It Took a Town to Find Help for Tar Creek
By John David Sutter, The Oklahoman, Oklahoma City
Jul. 13–PICHER — Over the years, many have championed the cause of this polluted lead and zinc mining town from behind the scenes.
The former northeastern Oklahoma mining district, called Tar Creek, has been on the government’s list of high-priority environmental cleanup sites since 1983. In recent years, residents have slowly left the area, as a government-funded program pays willing people for their property.
Behind the politics of that plan and many others, local advocacy has been present. A local nurse was the first to suggest mine waste near the town of Picher might be poisoning kids. A nuclear scientist returned to his hometown and pushed for a look at massive cave-ins caused by extensive subterranean mine workings. And a guidance counselor has been drawing attention to poisoned waters at the site for more than a decade.
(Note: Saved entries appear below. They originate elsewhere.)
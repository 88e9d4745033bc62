// ===============================
// src/retry.rs
// ===============================
//
// Bounded retry shared by the websocket feed and the relay broker.
// Fixed delay between attempts, no sleep after the last one.
//
use std::fmt::Display;
use std::future::Future;
use std::time::Duration;
use tokio::time::sleep;
use tracing::{error, warn};

use crate::error::RetryExhausted;
use crate::metrics::RECONNECTS;

#[derive(Debug, Clone, Copy, PartialEq, Eq)]
pub struct RetryPolicy {
    pub max_attempts: u32,
    pub delay: Duration,
}

impl Default for RetryPolicy {
    fn default() -> Self {
        Self { max_attempts: 5, delay: Duration::from_secs(5) }
    }
}

pub async fn with_retry<T, E, F, Fut>(
    policy: &RetryPolicy,
    target: &str,
    mut op: F,
) -> Result<T, RetryExhausted>
where
    F: FnMut() -> Fut,
    Fut: Future<Output = Result<T, E>>,
    E: Display,
{
    let max = policy.max_attempts.max(1);
    let mut attempt: u32 = 0;
    loop {
        attempt += 1;
        match op().await {
            Ok(v) => return Ok(v),
            Err(e) => {
                RECONNECTS.with_label_values(&[target]).inc();
                if attempt >= max {
                    error!(%target, attempt, max, error = %e, "max retry attempts reached, giving up");
                    return Err(RetryExhausted {
                        target: target.to_string(),
                        attempts: attempt,
                        last_error: e.to_string(),
                    });
                }
                warn!(%target, attempt, max, error = %e, "connect failed, retrying");
                sleep(policy.delay).await;
            }
        }
    }
}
Meanwhile, in a campaign ad, Republican U.S. Sen. Jim Inhofe claims to be responsible for the environmental cleanup and buyout program.
In the commercial, titled “One Man in America,” a narrator says: “Tar Creek: poisoned earth, the threat of schools and churches sinking into abandoned mines. Everyone thought it would be too much to tackle, except for one stubborn man named Inhofe.”
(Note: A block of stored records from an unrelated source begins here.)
//! CombatResultTable - Immutable lookup from (roll, ratio) to damage

use serde::{Deserialize, Serialize};
use std::collections::HashMap;

/// Lowest combat ratio the table is keyed on
pub const MIN_RATIO: i32 = -11;
/// Highest combat ratio the table is keyed on
pub const MAX_RATIO: i32 = 11;
/// Rolls are drawn from `0..ROLL_SIDES`
pub const ROLL_SIDES: u8 = 10;

/// Composite key into the combat result table
#[derive(Debug, Clone, Copy, PartialEq, Eq, Hash, Serialize, Deserialize)]
pub struct CombatKey {
    /// Random roll in 0..=9
    pub roll: u8,
    /// Combat ratio already clamped to -11..=11
    pub ratio: i32,
}

impl CombatKey {
    pub fn new(roll: u8, ratio: i32) -> Self {
        CombatKey { roll, ratio }
    }

    /// Whether the key lies inside the table's domain
    pub fn in_domain(&self) -> bool {
        self.roll < ROLL_SIDES && (MIN_RATIO..=MAX_RATIO).contains(&self.ratio)
    }
}

/// Damage dealt to both sides by a single blow
#[derive(Debug, Clone, Copy, Default, PartialEq, Eq, Serialize, Deserialize)]
pub struct DamageOutcome {
    /// Hit points the enemy loses
    pub enemy_loss: u32,
    /// Hit points the player loses
    pub player_loss: u32,
    /// Killing-blow marker carried from the authored table
    pub is_killed: bool,
}

impl DamageOutcome {
    pub fn new(enemy_loss: u32, player_loss: u32) -> Self {
        DamageOutcome {
            enemy_loss,
            player_loss,
            is_killed: false,
        }
    }

    /// The outcome used when the table has no entry for a key
    pub fn zero() -> Self {
        Self::default()
    }
}

/// The combat result table, loaded once and shared read-only
#[derive(Debug, Clone, Default)]
pub struct CombatResultTable {
    entries: HashMap<CombatKey, DamageOutcome>,
}

impl CombatResultTable {
    /// Create an empty table
    pub fn new() -> Self {
        CombatResultTable {
            entries: HashMap::new(),
        }
    }

    /// Insert an entry; a later entry for the same key replaces the earlier one
    pub fn insert(&mut self, key: CombatKey, outcome: DamageOutcome) {
        self.entries.insert(key, outcome);
    }

    pub fn get(&self, key: &CombatKey) -> Option<&DamageOutcome> {
        self.entries.get(key)
    }

    pub fn len(&self) -> usize {
        self.entries.len()
    }

    pub fn is_empty(&self) -> bool {
        self.entries.is_empty()
    }

    /// Keys of the full domain that have no authored entry, in roll-major order
    pub fn missing_keys(&self) -> Vec<CombatKey> {
        (0..ROLL_SIDES)
            .flat_map(|roll| (MIN_RATIO..=MAX_RATIO).map(move |ratio| CombatKey::new(roll, ratio)))
            .filter(|key| !self.entries.contains_key(key))
            .collect()
    }
}

impl FromIterator<(CombatKey, DamageOutcome)> for CombatResultTable {
    fn from_iter<T: IntoIterator<Item = (CombatKey, DamageOutcome)>>(iter: T) -> Self {
        CombatResultTable {
            entries: iter.into_iter().collect(),
        }
    }
}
Some residents say a buyout, which is unfinished, wouldn’t have happened without Inhofe.
But before any politicians got involved, common people have fought to put Tar Creek on the government’s radar for more than three decades.
The prairie was oozing orange, and George Mayer is said to be the first to have taken notice.
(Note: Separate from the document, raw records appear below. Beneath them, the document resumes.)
//! Player - Stats, abilities, items and equipment for one session

mod action;

pub use action::{ActionError, PlayerAction};

use serde::{Deserialize, Serialize};
use std::collections::{BTreeMap, BTreeSet};

/// Stat holding current hit points
pub const HIT_POINTS: &str = "HP";
/// Stat holding the hit point ceiling for healing
pub const MAX_HIT_POINTS: &str = "MAX_HP";
/// Stat compared against enemy combat skill
pub const COMBAT_SKILL: &str = "CS";
/// Stat counting carried meals
pub const MEALS: &str = "MEAL";

/// Mutable player state
///
/// Only the encounter loop and validated action commands change it.
#[derive(Debug, Clone, Default, PartialEq, Eq, Serialize, Deserialize)]
pub struct Player {
    /// Numeric stats by name; absent stats read as 0
    #[serde(default)]
    pub stats: BTreeMap<String, i32>,
    /// Boolean abilities (disciplines, skills) by name
    #[serde(default)]
    pub abilities: BTreeMap<String, bool>,
    /// Possessed items
    #[serde(default)]
    pub items: BTreeSet<String>,
    /// Equipped item by slot
    #[serde(default)]
    pub equipment: BTreeMap<String, String>,
}

impl Player {
    pub fn new() -> Self {
        Self::default()
    }

    /// Builder: set a stat
    pub fn with_stat(mut self, name: impl Into<String>, value: i32) -> Self {
        self.stats.insert(name.into(), value);
        self
    }

    /// Builder: grant an ability
    pub fn with_ability(mut self, name: impl Into<String>) -> Self {
        self.abilities.insert(name.into(), true);
        self
    }

    /// Builder: add an item
    pub fn with_item(mut self, name: impl Into<String>) -> Self {
        self.items.insert(name.into());
        self
    }

    pub fn stat(&self, name: &str) -> i32 {
        self.stats.get(name).copied().unwrap_or(0)
    }

    pub fn set_stat(&mut self, name: impl Into<String>, value: i32) {
        self.stats.insert(name.into(), value);
    }

    /// Add `delta` to a stat, returning the new value
    pub fn adjust_stat(&mut self, name: &str, delta: i32) -> i32 {
        let value = self.stat(name).saturating_add(delta);
        self.stats.insert(name.to_string(), value);
        value
    }

    pub fn hit_points(&self) -> i32 {
        self.stat(HIT_POINTS)
    }

    pub fn combat_skill(&self) -> i32 {
        self.stat(COMBAT_SKILL)
    }

    /// Healing ceiling; falls back to current hit points when never recorded
    pub fn max_hit_points(&self) -> i32 {
        self.stats
            .get(MAX_HIT_POINTS)
            .copied()
            .unwrap_or_else(|| self.hit_points())
    }

    /// Apply combat losses to hit points
    pub fn take_damage(&mut self, amount: u32) {
        let delta = i32::try_from(amount).unwrap_or(i32::MAX);
        self.adjust_stat(HIT_POINTS, -delta);
    }

    /// Restore hit points up to the ceiling, returning how many were restored
    pub fn heal(&mut self, amount: i32) -> i32 {
        let before = self.hit_points();
        let after = before.saturating_add(amount).min(self.max_hit_points()).max(before);
        self.set_stat(HIT_POINTS, after);
        after - before
    }

    pub fn is_defeated(&self) -> bool {
        self.hit_points() <= 0
    }

    pub fn has_ability(&self, name: &str) -> bool {
        self.abilities.get(name).copied().unwrap_or(false)
    }

    pub fn grant_ability(&mut self, name: impl Into<String>) {
        self.abilities.insert(name.into(), true);
    }

    pub fn has_item(&self, name: &str) -> bool {
        self.items.contains(name)
    }

    pub fn add_item(&mut self, name: impl Into<String>) {
        self.items.insert(name.into());
    }

    /// Remove an item, returning whether it was held
    pub fn remove_item(&mut self, name: &str) -> bool {
        self.items.remove(name)
    }

    /// Equip an item, returning what the slot held before
    pub fn equip(&mut self, slot: impl Into<String>, item: impl Into<String>) -> Option<String> {
        self.equipment.insert(slot.into(), item.into())
    }

    /// Lines of the status block shown between prompts
    pub fn status_lines(&self) -> Vec<String> {
        let mut lines = Vec::new();
        for (name, value) in &self.stats {
            lines.push(format!("{}: {}", name, value));
        }
        for (name, active) in &self.abilities {
            if *active {
                lines.push(format!("Ability: {}", name));
            }
        }
        let items: Vec<&str> = self.items.iter().map(String::as_str).collect();
        lines.push(format!("Items: [{}]", items.join(", ")));
        let equipped: Vec<String> = self
            .equipment
            .iter()
            .map(|(slot, item)| format!("{}={}", slot, item))
            .collect();
        lines.push(format!("Equipment: [{}]", equipped.join(", ")));
        lines
    }
}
On his ranch in Commerce, just down the road from the former Tri-State Mining District, rust-colored water started seeping out of the ground in 1979 or 1980.
It stained the legs and backs of Mayer’s white Arabian horses that roamed the field. It burned the hair off their legs, left open sores, and sizzled right through a metal bucket, according to a newspaper report.
As hard as her husband tried, he couldn’t get the stains off, said Maxine Mayer, George’s widow. George Mayer’s son, Jody Mayer, said it looked like the horses were wearing red socks.
According to a 1983 story by the Times-Post News Service, the U.S. Geological survey published a report in 1978 that predicted the coming problems associated with 10.75 billion gallons of acid mine water that had filled the mines.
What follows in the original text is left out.